How is Putin/Medvedev government a neo-Brezhnevian regime?

Georgia was Russia’s only use of military force outside the country since the break-up of the USSR and only after it’s peacekeepers and South Ossetian capital were bombed by Grad rockets and an emergency UN security council meeting was called by Russia putting forth an emergency ceasefire resolution was vetoed by the US and Britain.

Contrast hat to the US and Britain and there wars across the world since the end of the Cold War. Days after the Georgian assault US forces in Iraq bombed villages in neighbouring Syria without informing them killing civilians claiming it was

I don’t think Putin is static I think you’re a victim of western propaganda that these oligarchs have put these money into financing media and think tanks, NGO’s like the Carnegie Endowment for Democracy, HRW, etc.

Putin has managed to reduce poverty by half, introduced a flat rate tax system, develop a nano-technology industry, paid of most of Russia’s foreign debt and taken measures to tackle Russia’s demographic decline.
Although he has still to tackle problems of corruption, large sections of the economy in the hands of certain individuals Oligarchs, court and army reform, etc which Medvedev has addressed. We will see how it develops.


Dirk Diggler

24 June, 2009, 16:28

Too much vodka makes for confused thinking. The russian terrorists are to blame for what happened, not the cowardly tie-eater.


giustino

24 June, 2009, 13:41

Pauline,

I do live in Europe, a magical place where, in most places, one can count on electricity 24 hours a day. Many Georgians still cannot count on that. I am not sure if you still have running water and electricity in Michigan. I hope so.

It's like I said, if I was the leader of a small post-Soviet nation, looking for a good deal, Russia wouldn't really be on my shortlist of options. What are they going to give me? Some oligarch in power for life like in Belarus or Uzbekistan?

That's what Georgia had until 2003 and would still have today -- Shevardnadze.

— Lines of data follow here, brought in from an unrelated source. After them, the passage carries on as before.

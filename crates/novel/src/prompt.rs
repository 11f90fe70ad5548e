use lightnovel_common::{AppConfig, Result};
use lightnovel_llm::{chapter_prompt, character_prompt, outline_prompt, ChapterContext};

use crate::draft::{NovelDraft, Stage};

/// Template settings that do not come from the user's answers
#[derive(Debug, Clone, PartialEq, Eq)]
pub struct PromptSettings {
    pub target_audience: String,
    pub min_words: u32,
    pub max_words: u32,
}

impl Default for PromptSettings {
    fn default() -> Self {
        Self::from_config(&AppConfig::default())
    }
}

impl PromptSettings {
    pub fn from_config(config: &AppConfig) -> Self {
        Self {
            target_audience: config.target_audience.clone(),
            min_words: config.min_words,
            max_words: config.max_words,
        }
    }
}

/// Render the prompt for `stage` from what the draft holds so far
///
/// Pure: the result depends only on the stage, the draft sections the stage
/// reads, and the settings.
pub fn build_prompt(stage: Stage, draft: &NovelDraft, settings: &PromptSettings) -> Result<String> {
    match stage {
        Stage::Characters => Ok(character_prompt(
            &draft.title,
            &draft.genre,
            &draft.themes,
            &settings.target_audience,
        )),
        Stage::Outline => {
            let characters = require(draft.characters(), stage, Stage::Characters)?;
            Ok(outline_prompt(
                &draft.title,
                &draft.genre,
                &draft.themes,
                characters,
                draft.chapter_count,
            ))
        }
        Stage::Chapter(number) => {
            if number == 0 || number > draft.chapter_count {
                return Err(anyhow::anyhow!(
                    "chapter {} is outside 1..={}",
                    number,
                    draft.chapter_count
                )
                .into());
            }
            let characters = require(draft.characters(), stage, Stage::Characters)?;
            let outline = require(draft.outline(), stage, Stage::Outline)?;
            let previous_chapter = if number > 1 {
                let previous = draft.chapters().get(number as usize - 2).map(String::as_str);
                Some(require(previous, stage, Stage::Chapter(number - 1))?)
            } else {
                None
            };

            Ok(chapter_prompt(&ChapterContext {
                number,
                total: draft.chapter_count,
                outline,
                characters,
                previous_chapter,
                min_words: settings.min_words,
                max_words: settings.max_words,
            }))
        }
    }
}

fn require(section: Option<&str>, stage: Stage, dependency: Stage) -> Result<&str> {
    section.ok_or_else(|| {
        anyhow::anyhow!("missing {} output when building the {} prompt", dependency, stage).into()
    })
}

Russia's neighborhood policy is ultimately unsustainable because it relies on static, personality- focused regimes (not unlike its own neo-Brezhnevian regime of Putin). But, eventually, local dictators will have to be replaced. The question is with what. If the West is no longer the answer, what is?


Indianizer

24 June, 2009, 07:53

Fully agree with Count Cash. There will always be an industry that gets its sustenance from the "Russia is wrong" take. It was there before the Russian revolution in 1917 - the British were locked in a struggle with Russia in the Great Game - and it continues long after the communists have tucked the red flags in the back of their drawers. The end of communism in Russia has exposed the hatemongers in London and New York who continue with their bear bating. I think it basically boils down to the clash of civilizations cliche. In this case the Anglo-American (English speak nations) versus the Orthodox Slavs. Living in Auckland, New Zealand, I know that many people here swallowed the American line in the war with Georgia (of course some thought the Russians had invaded the southern American state of Georgia and were wondering why WW III had not yet begun!). However, it's all going to matter little in the end. As the Hindu aphorism coined thousands of years ago in India goes: Truth Alone Wins.


Pauline

24 June, 2009, 01:16

Guistino,you are very funny. You talk as if it were 1994 or something! You should see all the vacant stores in my neighborhood, which is among the best in the USA, actually. We have whole cities going into the ground, like Flint, Michigan or Detroit, Michigan. People are FARMING on the vacant land in the center of Detroit! We have 2 million people in prison, FAR MORE per capita than the USSR ever had in jail! China currently has only 1 million prisoners and 1.4 billion people! We have 61 million people without health insurance, and our industry cannot compete because of the employer based health care. Maybe you are talking about EUROPE, not the USA? I understand France, wth a social democratic system is doing pretty well about now?


Count Cash

23 June, 2009, 18:33

Saakashvilis miscalculated actions freed S Ossetia and Abkhazia form the eternal poverty in Georgia. It freed them from the exploitation that the western masters had planned for them, with their willing designated governor Saakassvili. However, the Georgians have to keep on suffering, until they can free themselves, also from the western puppet. The west considered Georgia and its people, like it does all countries, an animal to be devoured for its net worth, and then left discarded as a carcase on the side of the trail. Abkhazia and S Ossetia are luckier, they have moved on to freedom, thanks to Russia, free of the western exploitation that sadly the Georgians will have to suffer under the oppressive west, until they too can free themselves. They will though one day, like all the exploited countries, awaken and push back against the western empire. yes when they do, they will see a second wave, of western exploitation through invasion, torture and rape, the pattern is well known, but in the end they will free theselves of the western opression, and stand freely in a multipolar world created by Russia. The west just has suffering to offer, nothing else, it is disintegrating, due to internal pressure from its own people who are waking up to the media control they are continually subjected too. The western rotten exploitative regime will fall like a deck of cards, allowing the western people to also join a multipolar world. The institutional west is desperate, the world is developing without their control, and like all control freaks, they become violent, when they can't control.


giustino

23 June, 2009, 11:09

Saakashvili came to power because the post-1991 settlement in the successors of the USSR is not sustainable.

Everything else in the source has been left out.